TRACKING NON-EROSIVE, ALPINE GLACIAL EXPANSION IN THE DRY VALLEYS, ANTARCTICA WITH IN SITU-PRODUCED 14C AND 10BE

Desert pavements are ubiquitous throughout high elevation, inland locations in the McMurdo Dry Valleys, Victoria Land, Antarctica. The preservation of desert pavements underlying moraine boulders near Mt. Olympus, Wright Valley (~60 km inland, 1360 masl) indicates little to no post-formational reworking and thus overriding glacial ice temperature remained below the pressure melting point and protected, rather than obliterated, desert pavement topography. To date the formation of Mt. Olympus desert pavements, a suite of 41 surficial and shallowly buried desert pavement samples (sandstone and quartzite pebbles) and four overlying boulder samples were collected from two successive glacial moraines for in situ–produced carbon-14 (¹⁴C) and beryllium-10 (¹⁰Be) exposure dating. The ¹⁴C-¹⁰Be pair is chosen because of its ability to track glacial advance and retreat throughout the Holocene and late Pleistocene. Desert pavements were sampled directly below overlying boulders and on the surface adjacent to the boulders to discern the time between desert pavement formation and boulder deposition.
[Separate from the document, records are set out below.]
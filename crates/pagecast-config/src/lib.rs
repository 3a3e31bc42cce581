//! Configuration for pagecast services.
//!
//! Settings come from built-in defaults, an optional KDL file and the process
//! environment, in increasing order of precedence. Everything required is
//! validated up front so a misconfigured process never starts.

pub mod error;
pub mod file;
pub mod system;

pub use error::{ConfigError, ConfigResult};
pub use file::{FileConfig, parse_config_file};
pub use system::{
    HttpConfig, QueueConfig, S3Config, StorageConfig, SystemConfig, WorkerConfig,
};
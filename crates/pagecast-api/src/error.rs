//! API error handling.

use axum::Json;
use axum::http::StatusCode;
use axum::response::{IntoResponse, Response};
use serde_json::json;

use crate::services::{GitError, IngestError};

/// API error type.
#[derive(Debug)]
pub enum ApiError {
    NotFound(String),
    BadRequest(String),
    Internal(String),
}

impl IntoResponse for ApiError {
    fn into_response(self) -> Response {
        let (status, message) = match self {
            ApiError::NotFound(msg) => (StatusCode::NOT_FOUND, msg),
            ApiError::BadRequest(msg) => (StatusCode::BAD_REQUEST, msg),
            ApiError::Internal(msg) => {
                tracing::error!(error = %msg, "Internal error");
                (StatusCode::INTERNAL_SERVER_ERROR, msg)
            }
        };

        let body = Json(json!({
            "error": message
        }));

        (status, body).into_response()
    }
}

impl From<pagecast_core::Error> for ApiError {
    fn from(err: pagecast_core::Error) -> Self {
        match err {
            pagecast_core::Error::NotFound(msg) => ApiError::NotFound(msg),
            pagecast_core::Error::InvalidInput(msg) => ApiError::BadRequest(msg),
            _ => ApiError::Internal(err.to_string()),
        }
    }
}

impl From<IngestError> for ApiError {
    fn from(err: IngestError) -> Self {
        match err {
            IngestError::Git(GitError::InvalidUrl(msg)) => ApiError::BadRequest(msg),
            IngestError::Git(GitError::CloneFailed(msg)) => {
                ApiError::BadRequest(format!("clone failed: {}", msg))
            }
            IngestError::Store(e) => e.into(),
            other => ApiError::Internal(other.to_string()),
        }
    }
}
Assuming an erosion rate of 1 m/Myr, [¹⁰Be] measurements made on two boulders on the outer moraine indicate maximum exposure ages of ~32.2 ± 3.0 ky and ~43.4 ± 4.0 ky. Inner moraine boulders register maximum exposure ages of ~10.3 ± 0.9 ky and ~42.0 ± 3.9 ky; the age of the latter of the two boulders may reflect the previous ice front advance. At a single location on the inner moraine, desert pavement pebbles collected from beneath a boulder (max exposure age ≈ 32.2 ky) do not statistically differ from those collected adjacent to the boulder. Preliminary [¹⁰Be] measurements of all pebbles (n=15) range 1.76 ± 0.369 to 3.71 ± 0.049 x 10⁷ atoms/g and indicate a maximum exposure age range of ~225-308 ky. Desert pavement pebbles yield an average erosion rate of 2.06 m/Myr, an order of magnitude lower than boulder erosion rates which range from a maximum of 46.27 m/Myr on the inner moraine to a minimum of 11.53 m/Myr on the outer moraine. The ¹⁴C-¹⁰Be paired results will be treated with Goehring et al.'s (2013) Bayesian isochron technique to better constrain desert pavement age formation and decipher the time between desert pavement formation and boulder deposition, which ¹⁰Be cannot do alone.